+++ DATA TO EXAMINE +++

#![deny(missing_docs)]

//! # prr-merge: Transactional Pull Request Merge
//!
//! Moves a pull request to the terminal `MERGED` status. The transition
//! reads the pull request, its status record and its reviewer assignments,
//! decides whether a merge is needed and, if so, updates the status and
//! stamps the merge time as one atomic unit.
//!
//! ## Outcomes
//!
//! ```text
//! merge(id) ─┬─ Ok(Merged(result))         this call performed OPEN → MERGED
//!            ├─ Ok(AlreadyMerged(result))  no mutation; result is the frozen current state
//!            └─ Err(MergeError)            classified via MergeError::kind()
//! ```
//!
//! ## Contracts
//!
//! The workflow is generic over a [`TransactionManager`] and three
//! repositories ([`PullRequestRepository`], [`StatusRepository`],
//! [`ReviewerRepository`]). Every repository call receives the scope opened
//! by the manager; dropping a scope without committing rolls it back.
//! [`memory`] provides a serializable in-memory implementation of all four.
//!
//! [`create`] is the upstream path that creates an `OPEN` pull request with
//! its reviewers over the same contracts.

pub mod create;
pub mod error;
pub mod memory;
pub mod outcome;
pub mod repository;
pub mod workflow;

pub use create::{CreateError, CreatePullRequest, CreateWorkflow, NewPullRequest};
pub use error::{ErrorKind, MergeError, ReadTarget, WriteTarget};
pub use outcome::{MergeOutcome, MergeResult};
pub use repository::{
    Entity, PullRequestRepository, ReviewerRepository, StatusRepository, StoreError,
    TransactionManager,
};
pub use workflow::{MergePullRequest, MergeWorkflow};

+++

Exact copies are needed of the line with "pub mod create;" and each line after it through the end of the material above.

pub mod create;
pub mod error;
pub mod memory;
pub mod outcome;
pub mod repository;
pub mod workflow;

pub use create::{CreateError, CreatePullRequest, CreateWorkflow, NewPullRequest};
pub use error::{ErrorKind, MergeError, ReadTarget, WriteTarget};
pub use outcome::{MergeOutcome, MergeResult};
pub use repository::{
    Entity, PullRequestRepository, ReviewerRepository, StatusRepository, StoreError,
    TransactionManager,
};
pub use workflow::{MergePullRequest, MergeWorkflow};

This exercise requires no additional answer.